Search

Agreement helps seafood company tell its story in the Asia‑Pacific region

As an exporter of wild‑caught seafood from Atlantic Canada, the Asia‑Pacific region is an important market for Ocean Choice International Inc. The Comprehensive and Progressive Agreement for Trans‑Pacific Partnership (CPTPP) has brought new demand as well as greater awareness of the St. John’s, NL, company in CPTPP countries.


“The CPTPP is a door‑opener for us,” says Dale Oldford, vice‑president of product management at Ocean Choice. “We are really able to go in and have conversations about what types of seafood we have available, and to tell our story.”

The family‑owned company has sales offices in North America, Europe and Asia, and each year sells more than 100 million pounds of products in more than 30 countries. It exports some 15 species of fish, especially flatfish, which is a core item and an ever‑bigger seller in Asia‑Pacific, Oldford says. It has also had some success with scallops and snow crab in the region.

The company is increasingly active in the Vietnam market, which has eliminated or significantly reduced tariffs for Canadian fish and seafood products under the CPTPP, and it has significant sales in Japan, where the CPTPP “has certainly helped out,” he says.

“The biggest benefit of the agreement for a company like Ocean Choice—while it’s hard to put sales numbers on it—is that it’s opened up many more discussions about our products,” Oldford comments. “Customers are more aware about Canada and especially Canadian seafood.”

Oldford says the CPTPP’s tariff reductions have helped the company in terms of pricing and volumes.

“Duties and tariffs are no longer—or at least not as much—a negative part of the conversation,” he explains. “By reducing or removing tariffs, Canadian seafood is certainly much more on a level playing field. Or at least a competitive playing field.”

The high standard associated with Canada has always meant the company can command a premium for its products, Oldford says. “It’s just that when you add an extra tariff on top, it pushes you out of the market completely,” he says. “The CPTPP has really started to make us competitive in some of these markets. We’re not 100% there yet, but we’re certainly a lot closer. And it allows these conversations to go at least three or four steps further.”
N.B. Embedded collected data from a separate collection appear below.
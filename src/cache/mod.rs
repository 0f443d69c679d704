//! Local chunk-cache contract used by the delete path.
//!
//! Eviction policy and chunk bookkeeping are cache internals behind this
//! seam; the write path only needs to register cached archives and drop
//! every cached archive of a metric.

use ahash::{AHashMap, AHashSet};
use parking_lot::RwLock;

/// Outcome of deleting one metric from the cache.
#[derive(Debug, Clone, Copy, Default, PartialEq, Eq)]
pub struct DelMetricResult {
    pub series: usize,
    pub archives: usize,
}

pub trait ChunkCache: Send + Sync {
    /// Record that chunks of `archive_key` (one archive of metric `id`)
    /// are cached.
    fn add(&self, metric_id: &str, archive_key: &str);

    /// Drop every cached archive of `metric_id`. Deleting an absent id is
    /// a no-op reported as zero counts, not an error.
    fn del_metric(&self, metric_id: &str) -> DelMetricResult;
}

/// In-memory cache bookkeeping: metric id -> cached archive keys.
#[derive(Default)]
pub struct MemoryCache {
    metrics: RwLock<AHashMap<String, AHashSet<String>>>,
}

impl MemoryCache {
    pub fn new() -> Self {
        Self::default()
    }

    pub fn len(&self) -> usize {
        self.metrics.read().len()
    }

    pub fn is_empty(&self) -> bool {
        self.metrics.read().is_empty()
    }
}

impl ChunkCache for MemoryCache {
    fn add(&self, metric_id: &str, archive_key: &str) {
        self.metrics
            .write()
            .entry(metric_id.to_string())
            .or_default()
            .insert(archive_key.to_string());
    }

    fn del_metric(&self, metric_id: &str) -> DelMetricResult {
        match self.metrics.write().remove(metric_id) {
            Some(archives) => DelMetricResult {
                series: 1,
                archives: archives.len(),
            },
            None => DelMetricResult::default(),
        }
    }
}
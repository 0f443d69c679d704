//! Chunked in-memory series and the store that owns them.

use super::aggregator::{AggFunc, Aggregator};
use crate::conf::WritePathConfig;
use ahash::AHashMap;
use parking_lot::{Mutex, RwLock};
use std::sync::Arc;
use tracing::debug;

/// A single (timestamp, value) sample.
pub type Point = (u32, f64);

/// Append surface of a chunked series. The raw series of a metric and every
/// rollup series derived from it are instances of this.
pub trait SeriesSink: Send + Sync {
    fn add(&self, ts: u32, value: f64);
}

/// A fixed-width run of points within a series. `t0` is aligned to the
/// chunk span.
#[derive(Debug, Clone)]
pub struct Chunk {
    pub t0: u32,
    pub points: Vec<Point>,
}

struct SeriesInner {
    last_ts: u32,
    chunks: Vec<Chunk>,
    aggregators: Vec<Aggregator>,
}

/// In-memory chunked series.
///
/// Appends and any rollup derivation they trigger run under one lock, so a
/// series never observes its own points out of order even if transports
/// misroute a metric across workers.
pub struct MemorySeries {
    id: String,
    name: String,
    schema_id: u16,
    agg_id: u16,
    chunk_span: u32,
    inner: Mutex<SeriesInner>,
}

impl MemorySeries {
    pub fn new(id: &str, name: &str, schema_id: u16, agg_id: u16, chunk_span: u32) -> Self {
        Self::with_aggregators(id, name, schema_id, agg_id, chunk_span, Vec::new())
    }

    pub fn with_aggregators(
        id: &str,
        name: &str,
        schema_id: u16,
        agg_id: u16,
        chunk_span: u32,
        aggregators: Vec<Aggregator>,
    ) -> Self {
        MemorySeries {
            id: id.to_string(),
            name: name.to_string(),
            schema_id,
            agg_id,
            chunk_span,
            inner: Mutex::new(SeriesInner {
                last_ts: 0,
                chunks: Vec::new(),
                aggregators,
            }),
        }
    }

    pub fn id(&self) -> &str {
        &self.id
    }

    pub fn name(&self) -> &str {
        &self.name
    }

    pub fn schema_id(&self) -> u16 {
        self.schema_id
    }

    pub fn agg_id(&self) -> u16 {
        self.agg_id
    }

    /// All points across chunks, oldest first.
    pub fn points(&self) -> Vec<Point> {
        let inner = self.inner.lock();
        inner
            .chunks
            .iter()
            .flat_map(|chunk| chunk.points.iter().copied())
            .collect()
    }

    pub fn num_chunks(&self) -> usize {
        self.inner.lock().chunks.len()
    }

    /// The rollup series for `func` at `span`, if this series is aggregated.
    pub fn rollup(&self, func: AggFunc, span: u32) -> Option<Arc<MemorySeries>> {
        let inner = self.inner.lock();
        inner
            .aggregators
            .iter()
            .find(|agg| agg.span() == span)
            .and_then(|agg| agg.aggregated(func))
    }
}

impl SeriesSink for MemorySeries {
    fn add(&self, ts: u32, value: f64) {
        let mut inner = self.inner.lock();
        if ts <= inner.last_ts {
            debug!(
                "{}: discarding point with ts {} not after last ts {}",
                self.name, ts, inner.last_ts
            );
            return;
        }
        inner.last_ts = ts;

        let needs_new_chunk = match inner.chunks.last() {
            Some(chunk) => ts >= chunk.t0 + self.chunk_span,
            None => true,
        };
        if needs_new_chunk {
            inner.chunks.push(Chunk {
                t0: ts - (ts % self.chunk_span),
                points: Vec::new(),
            });
        }
        if let Some(chunk) = inner.chunks.last_mut() {
            chunk.points.push((ts, value));
        }

        for aggregator in &mut inner.aggregators {
            aggregator.add(ts, value);
        }
    }
}

/// Contract the ingestion path needs from series storage.
pub trait MetricStore: Send + Sync {
    /// Fetch the raw series for `id`, creating it (with any configured
    /// rollups) on first sight.
    fn get_or_create(
        &self,
        id: &str,
        name: &str,
        schema_id: u16,
        agg_id: u16,
    ) -> Arc<MemorySeries>;
}

/// Process-local store of raw series, plus the rollup rules applied when a
/// series is first created. Rollup child series are owned by their
/// aggregators and are not store members themselves.
pub struct MemoryStore {
    config: WritePathConfig,
    series: RwLock<AHashMap<String, Arc<MemorySeries>>>,
}

impl MemoryStore {
    pub fn new(config: WritePathConfig) -> Self {
        MemoryStore {
            config,
            series: RwLock::new(AHashMap::new()),
        }
    }

    pub fn get(&self, id: &str) -> Option<Arc<MemorySeries>> {
        self.series.read().get(id).cloned()
    }

    pub fn len(&self) -> usize {
        self.series.read().len()
    }

    pub fn is_empty(&self) -> bool {
        self.series.read().is_empty()
    }
}

impl MetricStore for MemoryStore {
    fn get_or_create(
        &self,
        id: &str,
        name: &str,
        schema_id: u16,
        agg_id: u16,
    ) -> Arc<MemorySeries> {
        if let Some(series) = self.series.read().get(id) {
            return series.clone();
        }

        let mut all = self.series.write();
        all.entry(id.to_string())
            .or_insert_with(|| {
                let aggregators = match self.config.rule_for(name) {
                    Some(rule) => rule
                        .spans
                        .iter()
                        .map(|&span| {
                            Aggregator::new(id, span, &rule.methods, self.config.chunk_span)
                        })
                        .collect(),
                    None => Vec::new(),
                };
                debug!(
                    "creating series {} ({}) with {} aggregator(s)",
                    name,
                    id,
                    aggregators.len()
                );
                Arc::new(MemorySeries::with_aggregators(
                    id,
                    name,
                    schema_id,
                    agg_id,
                    self.config.chunk_span,
                    aggregators,
                ))
            })
            .clone()
    }
}
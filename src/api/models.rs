//! Wire models for the cache-delete operation.

use serde::{Deserialize, Serialize};
use std::collections::HashMap;

/// Request to evict cached series matching `patterns` for one org.
///
/// `propagate` asks the receiving node to forward the request to its peers.
/// A forwarding node clears the flag first, which bounds the fan-out to
/// exactly one hop regardless of topology.
#[derive(Debug, Clone, PartialEq, Serialize, Deserialize)]
#[serde(rename_all = "camelCase")]
pub struct CacheDeleteRequest {
    pub patterns: Vec<String>,
    pub org_id: u32,
    #[serde(default)]
    pub propagate: bool,
}

/// Per-node outcome of a cache delete. `peers` nests the responses of the
/// members a propagating node forwarded to; it is empty on a non-propagating
/// node and omitted from the wire in that case.
#[derive(Debug, Clone, Default, PartialEq, Serialize, Deserialize)]
#[serde(rename_all = "camelCase")]
pub struct CacheDeleteResponse {
    pub errors: u32,
    pub deleted_series: u32,
    pub deleted_archives: u32,
    #[serde(default, skip_serializing_if = "HashMap::is_empty")]
    pub peers: HashMap<String, CacheDeleteResponse>,
}
use criterion::{black_box, criterion_group, criterion_main, Criterion};
use tickstore::conf::{AggMethod, RollupRule, WritePathConfig};
use tickstore::mdata::{MemoryStore, MetricStore, SeriesSink};

fn bench_series_add(c: &mut Criterion) {
    let store = MemoryStore::new(WritePathConfig::default());
    let series = store.get_or_create("1.raw", "bench.raw", 0, 0);
    let mut ts = 0u32;
    c.bench_function("raw_add", |b| {
        b.iter(|| {
            ts += 10;
            series.add(black_box(ts), black_box(1.5));
        })
    });
}

fn bench_aggregated_add(c: &mut Criterion) {
    let config = WritePathConfig {
        chunk_span: 600,
        rollups: vec![RollupRule {
            name: "default".to_string(),
            pattern: "*".to_string(),
            spans: vec![60, 600],
            methods: vec![AggMethod::Avg, AggMethod::Min, AggMethod::Max],
        }],
    };
    let store = MemoryStore::new(config);
    let series = store.get_or_create("1.agg", "bench.aggregated", 0, 0);
    let mut ts = 0u32;
    c.bench_function("aggregated_add", |b| {
        b.iter(|| {
            ts += 10;
            series.add(black_box(ts), black_box(1.5));
        })
    });
}

criterion_group!(benches, bench_series_add, bench_aggregated_add);
criterion_main!(benches);
//! Cache Delete Integration Tests
//!
//! Exercises the fan-out delete protocol end to end:
//! - local resolution and idempotent eviction
//! - propagation flag clearing (one-hop bound)
//! - partial-failure aggregation across peers

use bytes::Bytes;
use futures::future::BoxFuture;
use parking_lot::Mutex;
use std::sync::Arc;
use tickstore::api::models::{CacheDeleteRequest, CacheDeleteResponse};
use tickstore::api::{ApiError, CacheDeleteCoordinator};
use tickstore::cache::{ChunkCache, MemoryCache};
use tickstore::cluster::{ClusterError, ClusterNode, StaticMembership};
use tickstore::idx::{MemoryIndex, MetricIndex};
use tickstore::schema::{MetricData, Mtype};

/// Peer double that records every request body it receives.
struct MockPeer {
    name: String,
    local: bool,
    /// None = fail the call at the transport level.
    body: Option<Bytes>,
    requests: Mutex<Vec<CacheDeleteRequest>>,
}

impl MockPeer {
    fn remote(name: &str, response: &CacheDeleteResponse) -> Arc<MockPeer> {
        Arc::new(MockPeer {
            name: name.to_string(),
            local: false,
            body: Some(Bytes::from(serde_json::to_vec(response).unwrap())),
            requests: Mutex::new(Vec::new()),
        })
    }

    fn local(name: &str) -> Arc<MockPeer> {
        Arc::new(MockPeer {
            name: name.to_string(),
            local: true,
            body: Some(Bytes::new()),
            requests: Mutex::new(Vec::new()),
        })
    }

    fn failing(name: &str) -> Arc<MockPeer> {
        Arc::new(MockPeer {
            name: name.to_string(),
            local: false,
            body: None,
            requests: Mutex::new(Vec::new()),
        })
    }

    fn garbled(name: &str) -> Arc<MockPeer> {
        Arc::new(MockPeer {
            name: name.to_string(),
            local: false,
            body: Some(Bytes::from_static(b"not json")),
            requests: Mutex::new(Vec::new()),
        })
    }

    fn requests(&self) -> Vec<CacheDeleteRequest> {
        self.requests.lock().clone()
    }
}

impl ClusterNode for MockPeer {
    fn is_local(&self) -> bool {
        self.local
    }

    fn get_name(&self) -> String {
        self.name.clone()
    }

    fn post(
        &self,
        _op: &str,
        _path: &str,
        body: Bytes,
    ) -> BoxFuture<'static, Result<Bytes, ClusterError>> {
        let req: CacheDeleteRequest = serde_json::from_slice(&body).unwrap();
        self.requests.lock().push(req);
        let out = match &self.body {
            Some(body) => Ok(body.clone()),
            None => Err(ClusterError::Transport("connection refused".to_string())),
        };
        Box::pin(async move { out })
    }
}

fn indexed_point(name: &str) -> MetricData {
    let mut md = MetricData {
        id: String::new(),
        org_id: 1,
        name: name.to_string(),
        interval: 10,
        value: 1.0,
        unit: "ms".to_string(),
        time: 100,
        mtype: Mtype::Gauge,
        tags: Vec::new(),
    };
    md.set_id();
    md
}

/// Index with two app series; cache holds the raw archive for both plus a
/// rollup archive for the first.
fn seeded() -> (Arc<MemoryIndex>, Arc<MemoryCache>) {
    let index = Arc::new(MemoryIndex::new());
    let cache = Arc::new(MemoryCache::new());

    let requests = indexed_point("app.requests");
    let errors = indexed_point("app.errors");
    index.add_or_update(&requests, 0);
    index.add_or_update(&errors, 0);

    cache.add(&requests.id, &requests.id);
    cache.add(&requests.id, &format!("{}_sum_600", requests.id));
    cache.add(&errors.id, &errors.id);

    (index, cache)
}

fn coordinator_with_peers(peers: Vec<Arc<MockPeer>>) -> CacheDeleteCoordinator {
    let (index, cache) = seeded();
    let members = peers
        .into_iter()
        .map(|p| p as Arc<dyn ClusterNode>)
        .collect();
    CacheDeleteCoordinator::new(index, cache, Arc::new(StaticMembership::new(members)))
}

fn delete_request(propagate: bool) -> CacheDeleteRequest {
    CacheDeleteRequest {
        patterns: vec!["app.*".to_string()],
        org_id: 1,
        propagate,
    }
}

#[tokio::test]
async fn test_local_delete_counts_series_and_archives() {
    let coordinator = coordinator_with_peers(Vec::new());
    let res = coordinator.delete(delete_request(false)).await.unwrap();

    assert_eq!(res.deleted_series, 2);
    assert_eq!(res.deleted_archives, 3);
    assert_eq!(res.errors, 0);
    assert!(res.peers.is_empty());
}

#[tokio::test]
async fn test_second_delete_finds_nothing() {
    let coordinator = coordinator_with_peers(Vec::new());
    coordinator.delete(delete_request(false)).await.unwrap();

    let res = coordinator.delete(delete_request(false)).await.unwrap();
    assert_eq!(res.deleted_series, 0);
    assert_eq!(res.deleted_archives, 0);
}

#[tokio::test]
async fn test_malformed_requests_rejected_before_any_work() {
    let peer = MockPeer::remote("node2", &CacheDeleteResponse::default());
    let coordinator = coordinator_with_peers(vec![peer.clone()]);

    let no_patterns = CacheDeleteRequest {
        patterns: Vec::new(),
        org_id: 1,
        propagate: true,
    };
    assert!(matches!(
        coordinator.delete(no_patterns).await,
        Err(ApiError::BadRequest(_))
    ));

    let no_org = CacheDeleteRequest {
        patterns: vec!["app.*".to_string()],
        org_id: 0,
        propagate: true,
    };
    assert!(matches!(
        coordinator.delete(no_org).await,
        Err(ApiError::BadRequest(_))
    ));

    // rejected synchronously: no peer was contacted
    assert!(peer.requests().is_empty());

    // and nothing was deleted locally either
    let res = coordinator.delete(delete_request(false)).await.unwrap();
    assert_eq!(res.deleted_series, 2);
}

#[tokio::test]
async fn test_propagate_forwards_once_with_flag_cleared() {
    let node2 = MockPeer::remote("node2", &CacheDeleteResponse::default());
    let node3 = MockPeer::remote("node3", &CacheDeleteResponse::default());
    let local = MockPeer::local("node1");
    let coordinator =
        coordinator_with_peers(vec![local.clone(), node2.clone(), node3.clone()]);

    let res = coordinator.delete(delete_request(true)).await.unwrap();

    // the local member is skipped, remote members see exactly one request
    assert!(local.requests().is_empty());
    for peer in [&node2, &node3] {
        let seen = peer.requests();
        assert_eq!(seen.len(), 1);
        assert!(!seen[0].propagate, "forwarded request must not propagate");
        assert_eq!(seen[0].patterns, vec!["app.*".to_string()]);
        assert_eq!(seen[0].org_id, 1);
    }
    assert_eq!(res.peers.len(), 2);
    assert!(res.peers.contains_key("node2"));
    assert!(res.peers.contains_key("node3"));
}

#[tokio::test]
async fn test_no_fanout_without_propagate() {
    let node2 = MockPeer::remote("node2", &CacheDeleteResponse::default());
    let coordinator = coordinator_with_peers(vec![node2.clone()]);

    let res = coordinator.delete(delete_request(false)).await.unwrap();
    assert!(node2.requests().is_empty());
    assert!(res.peers.is_empty());
}

#[tokio::test]
async fn test_partial_failure_is_aggregated_not_escalated() {
    let ok = CacheDeleteResponse {
        deleted_series: 2,
        deleted_archives: 3,
        ..CacheDeleteResponse::default()
    };
    let node2 = MockPeer::remote("node2", &ok);
    let node3 = MockPeer::failing("node3");
    let node4 = MockPeer::remote("node4", &ok);
    let coordinator = coordinator_with_peers(vec![node2, node3, node4]);

    let res = coordinator.delete(delete_request(true)).await.unwrap();

    assert_eq!(res.peers["node2"].errors, 0);
    assert_eq!(res.peers["node2"].deleted_series, 2);
    assert_eq!(res.peers["node3"].errors, 1);
    assert_eq!(res.peers["node3"].deleted_series, 0);
    assert_eq!(res.peers["node4"].errors, 0);

    // the local deletion still happened
    assert_eq!(res.deleted_series, 2);
    assert_eq!(res.deleted_archives, 3);
}

#[tokio::test]
async fn test_undecodable_peer_response_counts_as_error() {
    let node2 = MockPeer::garbled("node2");
    let coordinator = coordinator_with_peers(vec![node2.clone()]);

    let res = coordinator.delete(delete_request(true)).await.unwrap();
    assert_eq!(node2.requests().len(), 1);
    assert_eq!(res.peers["node2"].errors, 1);
}
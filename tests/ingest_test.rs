//! Ingestion Pipeline Integration Tests
//!
//! Drives points through the default handler and verifies:
//! - validation and drop behavior
//! - index and store writes
//! - rollup derivation through configured rules

use std::sync::Arc;
use tickstore::conf::{AggMethod, RollupRule, WritePathConfig};
use tickstore::idx::{MemoryIndex, MetricIndex};
use tickstore::input::{DefaultHandler, Handler};
use tickstore::mdata::{AggFunc, MemoryStore};
use tickstore::schema::{MetricData, Mtype};

fn point(name: &str, time: u32, value: f64) -> MetricData {
    let mut md = MetricData {
        id: String::new(),
        org_id: 1,
        name: name.to_string(),
        interval: 10,
        value,
        unit: "ms".to_string(),
        time,
        mtype: Mtype::Gauge,
        tags: vec!["host=web01".to_string()],
    };
    md.set_id();
    md
}

fn pipeline(config: WritePathConfig) -> (DefaultHandler, Arc<MemoryStore>, Arc<MemoryIndex>) {
    let store = Arc::new(MemoryStore::new(config));
    let index = Arc::new(MemoryIndex::new());
    let handler = DefaultHandler::new(store.clone(), index.clone(), "test");
    (handler, store, index)
}

#[test]
fn test_process_stores_point_and_indexes_it() {
    let (handler, store, index) = pipeline(WritePathConfig::default());
    let md = point("app.requests", 60, 4.5);

    handler.process(Some(md.clone()), 3);

    assert_eq!(handler.metrics_received().peek(), 1);
    assert_eq!(handler.metric_invalid().peek(), 0);

    let series = store.get(&md.id).expect("series should exist");
    assert_eq!(series.points(), vec![(60, 4.5)]);

    let nodes = index.find(1, "app.requests", 0).unwrap();
    assert_eq!(nodes.len(), 1);
    assert_eq!(nodes[0].defs[0].id, md.id);
    assert_eq!(nodes[0].defs[0].partition, 3);
}

#[test]
fn test_process_none_is_a_noop() {
    let (handler, store, _) = pipeline(WritePathConfig::default());
    handler.process(None, 0);
    assert_eq!(handler.metrics_received().peek(), 0);
    assert!(store.is_empty());
}

#[test]
fn test_invalid_point_is_counted_and_dropped() {
    let (handler, store, index) = pipeline(WritePathConfig::default());
    let mut md = point("app.requests", 60, 1.0);
    md.name.clear();

    handler.process(Some(md), 0);

    assert_eq!(handler.metrics_received().peek(), 1);
    assert_eq!(handler.metric_invalid().peek(), 1);
    assert!(store.is_empty());
    assert!(index.is_empty());
}

#[test]
fn test_zero_time_point_is_counted_and_dropped() {
    let (handler, store, index) = pipeline(WritePathConfig::default());
    handler.process(Some(point("app.requests", 0, 1.0)), 0);

    assert_eq!(handler.metric_invalid().peek(), 1);
    assert!(store.is_empty());
    assert!(index.is_empty());
}

#[test]
fn test_successive_points_extend_the_series() {
    let (handler, store, _) = pipeline(WritePathConfig::default());
    let first = point("app.requests", 10, 1.0);
    handler.process(Some(first.clone()), 0);
    handler.process(Some(point("app.requests", 20, 2.0)), 0);
    handler.process(Some(point("app.requests", 30, 3.0)), 0);

    let series = store.get(&first.id).unwrap();
    assert_eq!(series.points(), vec![(10, 1.0), (20, 2.0), (30, 3.0)]);
    assert_eq!(store.len(), 1);
}

#[test]
fn test_lag_is_recorded() {
    let (handler, _, _) = pipeline(WritePathConfig::default());
    handler.process(Some(point("app.requests", 60, 1.0)), 0);
    // a point stamped in 1970 arrives decades late
    let (min, _) = handler.lag().min_max().expect("lag should be recorded");
    assert!(min > 0);
}

#[test]
fn test_rollups_derived_through_configured_rule() {
    let config = WritePathConfig {
        chunk_span: 600,
        rollups: vec![RollupRule {
            name: "app".to_string(),
            pattern: "app.*".to_string(),
            spans: vec![60],
            methods: vec![AggMethod::Avg, AggMethod::Sum],
        }],
    };
    let (handler, store, _) = pipeline(config);

    let first = point("app.requests", 30, 4.0);
    handler.process(Some(first.clone()), 0);
    handler.process(Some(point("app.requests", 60, 6.0)), 0);

    let raw = store.get(&first.id).unwrap();
    let sum = raw.rollup(AggFunc::Sum, 60).expect("sum rollup configured");
    assert_eq!(sum.points(), vec![(60, 10.0)]);
    let cnt = raw.rollup(AggFunc::Cnt, 60).expect("avg needs a cnt rollup");
    assert_eq!(cnt.points(), vec![(60, 2.0)]);

    // names outside the rule pattern are not aggregated
    let other = point("web.requests", 30, 1.0);
    handler.process(Some(other.clone()), 0);
    assert!(store.get(&other.id).unwrap().rollup(AggFunc::Sum, 60).is_none());
}
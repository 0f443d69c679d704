//! Ingestion handlers that turn validated points into index and store
//! writes. Concrete transports (kafka, carbon, ...) wrap [`DefaultHandler`]
//! and feed it one point at a time per partition.

use crate::idx::MetricIndex;
use crate::mdata::{MetricStore, SeriesSink};
use crate::schema::MetricData;
use crate::stats::{Counter, Meter, Range};
use std::sync::Arc;
use std::time::{Instant, SystemTime, UNIX_EPOCH};
use tracing::{debug, warn};

/// A per-transport ingestion handler. Fire and forget: failures are counted,
/// not returned.
pub trait Handler: Send + Sync {
    fn process(&self, point: Option<MetricData>, partition: i32);
}

/// Base handler wrapped by concrete transport implementations.
///
/// Safe to call concurrently across identities; the upstream partition
/// assignment guarantees that any one identity arrives from a single caller
/// in timestamp order.
pub struct DefaultHandler {
    metrics_received: Counter,
    metric_invalid: Counter,
    msgs_age: Meter,
    pressure_idx: Counter,
    pressure_tank: Counter,
    lag: Range,

    store: Arc<dyn MetricStore>,
    index: Arc<dyn MetricIndex>,
}

impl DefaultHandler {
    pub fn new(store: Arc<dyn MetricStore>, index: Arc<dyn MetricIndex>, input: &str) -> Self {
        DefaultHandler {
            metrics_received: Counter::new(format!("input.{}.metrics_received", input)),
            metric_invalid: Counter::new(format!("input.{}.metric_invalid", input)),
            msgs_age: Meter::new(format!("input.{}.message_age", input)),
            pressure_idx: Counter::new(format!("input.{}.pressure.idx", input)),
            pressure_tank: Counter::new(format!("input.{}.pressure.tank", input)),
            lag: Range::new(format!("input.{}.lag", input)),
            store,
            index,
        }
    }

    pub fn metrics_received(&self) -> &Counter {
        &self.metrics_received
    }

    pub fn metric_invalid(&self) -> &Counter {
        &self.metric_invalid
    }

    /// Message age in ms, recorded by transports that know when a message
    /// was produced.
    pub fn msgs_age(&self) -> &Meter {
        &self.msgs_age
    }

    /// Nanoseconds spent waiting on the index; a backpressure signal.
    pub fn pressure_idx(&self) -> &Counter {
        &self.pressure_idx
    }

    /// Nanoseconds spent waiting on the store; a backpressure signal.
    pub fn pressure_tank(&self) -> &Counter {
        &self.pressure_tank
    }

    /// Ingestion lag in ms: wall-clock arrival minus the point's own time.
    pub fn lag(&self) -> &Range {
        &self.lag
    }
}

impl Handler for DefaultHandler {
    fn process(&self, point: Option<MetricData>, partition: i32) {
        let Some(point) = point else {
            return;
        };
        self.metrics_received.inc();

        if let Err(e) = point.validate() {
            self.metric_invalid.inc();
            debug!("in: invalid metric {}: {}", point.name, e);
            return;
        }
        if point.time == 0 {
            self.metric_invalid.inc();
            warn!("in: invalid metric {}: time is 0", point.id);
            return;
        }

        let pre = Instant::now();
        let archive = self.index.add_or_update(&point, partition);
        self.pressure_idx.add(pre.elapsed().as_nanos() as u64);

        let pre = Instant::now();
        let series =
            self.store
                .get_or_create(&point.id, &point.name, archive.schema_id, archive.agg_id);
        series.add(point.time, point.value);
        self.lag
            .value(unix_millis() - i64::from(point.time) * 1000);
        self.pressure_tank.add(pre.elapsed().as_nanos() as u64);
    }
}

fn unix_millis() -> i64 {
    SystemTime::now()
        .duration_since(UNIX_EPOCH)
        .map(|d| d.as_millis() as i64)
        .unwrap_or(0)
}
As an industrial producer, the Trade Commissioner Service (TCS) is helping the company overcome challenges when it comes to getting its products to consumers in new countries.

“We try to find partners who are good distributors and are also good at doing the packing or reprocessing in these markets,” Oldford says, and that is not always easy.

The COVID‑19 pandemic travel disruptions have curtailed the company’s plans to build relationships throughout Southeast Asia, he says. “We know we have business there and there’s demand there, especially on the retail side. It’s just that we haven’t been able to get to the front end of finding the right partner or distributor or processor in these markets to be able to help us.”

Ocean Choice notes that the TCS has been a big help on the ground. “We’ve had so much success with the TCS, just in getting general information about a country or market and the key players we should be talking to,” Oldford says. “That’s always our first step, to reach out to trade commissioners.” The company encourages its sales people to use the TCS to make contacts and find key parties. “Even if the relationship never goes anywhere, the information is valuable for us.”

Ocean Choice is confident that once it does find one or two key partners in the region with the help of the TCS, the company will be able to develop a market for its products there.

Buoyed by the CPTPP, the company’s future plans include focusing on dynamic countries in the Asia‑Pacific region such as Vietnam that have “fairly significant population bases and all the right demographic profiles,” Oldford says. Ocean Choice expects to start developing or further exploring those markets once travel is possible, he says, hopefully in 2021.

“It’s been baby steps; we know it takes a while,” Oldford adds, indeed the company has found that it requires five to seven years to become relatively established in a new place. “We really only started maybe a year, a year and a half ago in these markets, coinciding with the agreement. We’re still at the early stages, but we have no doubt we will find some success there, regardless of this COVID‑19 hiccup.”